The Right Approach to Exceptions

Juan Manuel Cabo juanmanuel.cabo at gmail.com
Mon Feb 20 14:44:30 PST 2012


> I still don't like the idea of using Variant[string], though.
> 
> (1) It doesn't allow compile-time type checking. This is a big minus, in
> my book.

When you need compile-time type checking, define a variable in your class.
Just make sure that you are creating that new exception class for a good reason.
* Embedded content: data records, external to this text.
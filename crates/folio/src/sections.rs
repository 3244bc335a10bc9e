//! Active-section tracking for long article pages.
//!
//! Intersection reports (from the browser's observer, or computed
//! geometrically by the headless platform) are turned into discrete
//! [`SectionEvent`]s and folded into the active section by a single
//! reducer. Nothing else writes the active section.

use serde::{Deserialize, Serialize};

/// One table-of-contents entry and the DOM anchor it points at.
#[derive(Debug, Clone, Copy, PartialEq, Eq, Serialize)]
pub struct SectionDescriptor {
    pub id: &'static str,
    pub label: &'static str,
}

impl SectionDescriptor {
    pub const fn new(id: &'static str, label: &'static str) -> Self {
        Self { id, label }
    }
}

/// Vertical strip of the viewport in which a section counts as active.
///
/// Percentages shrink the viewport from the top and from the bottom,
/// like an `IntersectionObserver` root margin of `-top% 0px -bottom% 0px`.
#[derive(Debug, Clone, Copy, PartialEq, Serialize, Deserialize)]
pub struct ReadingBand {
    pub top_percent: f64,
    pub bottom_percent: f64,
}

impl Default for ReadingBand {
    fn default() -> Self {
        Self {
            top_percent: 20.0,
            bottom_percent: 35.0,
        }
    }
}

impl ReadingBand {
    pub fn root_margin(&self) -> String {
        format!("-{}% 0px -{}% 0px", self.top_percent, self.bottom_percent)
    }

    /// Band bounds in viewport coordinates, `[top, bottom)`.
    pub fn bounds(&self, viewport_height: f64) -> (f64, f64) {
        let top = viewport_height * self.top_percent / 100.0;
        let bottom = viewport_height - viewport_height * self.bottom_percent / 100.0;
        (top, bottom.max(top))
    }
}

#[derive(Debug, Clone, PartialEq, Eq)]
pub struct IntersectionEntry {
    pub id: String,
    pub is_intersecting: bool,
}

impl IntersectionEntry {
    pub fn new(id: impl Into<String>, is_intersecting: bool) -> Self {
        Self {
            id: id.into(),
            is_intersecting,
        }
    }
}

#[derive(Debug, Clone, PartialEq, Eq)]
pub enum SectionEvent {
    Activated(String),
}

/// Owns the active-section state of one mounted page.
#[derive(Debug, Default)]
pub struct SectionObserver {
    observed: Vec<String>,
    active: Option<String>,
    connected: bool,
}

impl SectionObserver {
    pub fn new() -> Self {
        Self::default()
    }

    /// Register section anchors. Connects the observer.
    pub fn observe<I, S>(&mut self, ids: I)
    where
        I: IntoIterator<Item = S>,
        S: Into<String>,
    {
        self.connected = true;
        for id in ids {
            let id = id.into();
            if !self.observed.contains(&id) {
                self.observed.push(id);
            }
        }
    }

    pub fn observed(&self) -> &[String] {
        &self.observed
    }

    pub fn is_connected(&self) -> bool {
        self.connected
    }

    /// Stop observing. Later batches are ignored.
    pub fn disconnect(&mut self) {
        self.connected = false;
        self.observed.clear();
    }

    pub fn active(&self) -> Option<&str> {
        self.active.as_deref()
    }

    /// Translate one callback batch into events and reduce them in order.
    ///
    /// When several sections intersect in the same batch the last one wins.
    /// Non-intersecting entries never clear the active section.
    pub fn on_entries(&mut self, entries: &[IntersectionEntry]) -> Option<&str> {
        if !self.connected {
            return self.active();
        }
        let events: Vec<SectionEvent> = entries
            .iter()
            .filter(|entry| entry.is_intersecting && self.observed.contains(&entry.id))
            .map(|entry| SectionEvent::Activated(entry.id.clone()))
            .collect();
        for event in events {
            self.reduce(event);
        }
        self.active()
    }

    fn reduce(&mut self, event: SectionEvent) {
        match event {
            SectionEvent::Activated(id) => {
                if self.active.as_deref() != Some(id.as_str()) {
                    log::debug!("active section -> {id}");
                }
                self.active = Some(id);
            }
        }
    }
}

/// Section geometry in document coordinates.
#[derive(Debug, Clone, PartialEq)]
pub struct SectionLayout {
    pub id: String,
    pub top: f64,
    pub bottom: f64,
}

impl SectionLayout {
    pub fn new(id: impl Into<String>, top: f64, bottom: f64) -> Self {
        Self {
            id: id.into(),
            top,
            bottom,
        }
    }

    /// Half-open overlap with `[top, bottom)`.
    pub fn overlaps(&self, top: f64, bottom: f64) -> bool {
        self.top < bottom && self.bottom > top
    }
}

/// Intersection state of every section against the reading band.
pub fn intersections(
    layout: &[SectionLayout],
    band: ReadingBand,
    scroll_y: f64,
    viewport_height: f64,
) -> Vec<IntersectionEntry> {
    let (band_top, band_bottom) = band.bounds(viewport_height);
    let (top, bottom) = (scroll_y + band_top, scroll_y + band_bottom);
    layout
        .iter()
        .map(|section| IntersectionEntry::new(section.id.clone(), section.overlaps(top, bottom)))
        .collect()
}

#[derive(Debug, Clone, PartialEq, Eq, Serialize)]
pub struct TocEntry {
    pub id: &'static str,
    pub label: &'static str,
    pub href: String,
    pub active: bool,
}

pub fn toc_entries(sections: &[SectionDescriptor], active: Option<&str>) -> Vec<TocEntry> {
    sections
        .iter()
        .map(|section| TocEntry {
            id: section.id,
            label: section.label,
            href: format!("#{}", section.id),
            active: active == Some(section.id),
        })
        .collect()
}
When a user needs to add a variable to the exception, he can add it
without putting your exception class chained in a new type of exception,
that will hide your class from being selected by upstream catch blocks
in the call tree.

> 
> (2) It's overly flexible. Anyone along the call stack can insert
> (hopefully NOT delete!!) additional data into the Exception object, as
> the stack is unwound. 

As is currently the case.
Did you know that anyone can overwrite any field of the exception and
rethrow it? Such as msg field and so on?

> By the time it gets to the final catch() block,
> you cannot guarantee a particular field you depend on will be defined.

If you want to guarantee it, then use a plain old variable for that piece
of data.

I just would like a way to add data to an exception without creating a new type.
If I create a new exception type for the wrong reasons, I'm polluting the
exception hierarchy.

If I pollute the exception hierarchy, then catching by exception type
becomes convolluted. It becomes difficult for an exception to fall
in the right catch. And I think that is a worst problem than
not being sure if a piece of data is in the extra info.

Data is data. Types are types. Exceptions should be typed the best way
possible that will allow me to select them and fall in the right
catch block. And that is the *what* of the error, not the data of
the error.


> Say if your call graph looks something like this:
> 
> 	main()
> 	  +--func1()
> 	      +--func2()
> 	      |   +--helperFunc()
> 	      |   +--func3()
> 	      |       +--helperFunc()
> 	      +--func4()
> 	          +--helperFunc()
> 
> Suppose helperFunc() throws HelperException, which func1's catch block
> specifically wants to handle. Suppose func2() adds an attribute called
> "lineNumber" to its catch block, which then rethrows the exception, and
> func3() adds an attribute called "colNumber".
> 
> Now how should you write func1()'s catch block? You will get all
> HelperException's thrown, but you've no idea from which part of the call
> graph it originates. If it comes from func3(), then you have both
> "lineNumber" and "colNumber". If it comes before you reach func3(), then
> only "lineNumber" is defined. If it comes from func4(), then neither is
> present.
> 
> So your catch block degenerates into a morass of if-then-else
> conditions. And then what do you do if you're depending on a particular
> field to be set, but it's not? Rethrow the exception? Then you have the
> stack trace reset problem.
> 
> Whereas if HelperException always has the the same fields, the catch
> block is very straightforward: just catch HelperException, and you are
> guaranteed you have all the info you need.
> 
> Then if func3() wants to add more info, create a new exception derived
> from HelperException, and add the field there. Then in func1(), add a
> new catch block that catches the new exception, and makes use of the new
> field.
> 
> This does introduce a lot of little exception classes, which you could
> argue is class bloat, but I don't see how the Variant[string] method is
> necessarily superior. It comes with its own set of (IMHO quite nasty)
> problems.
> 
> 
> T
> 


HAhaha, it sometimes feel as though people are afraid that the Variant[string]
idea is to never use plain old variables and never use exception subclasses. :-)

On the contrary, the idea is so that plain old variables and exception subclasses
can be created for the right reasons, and to remove cases where they need
to be created for the wrong reasons.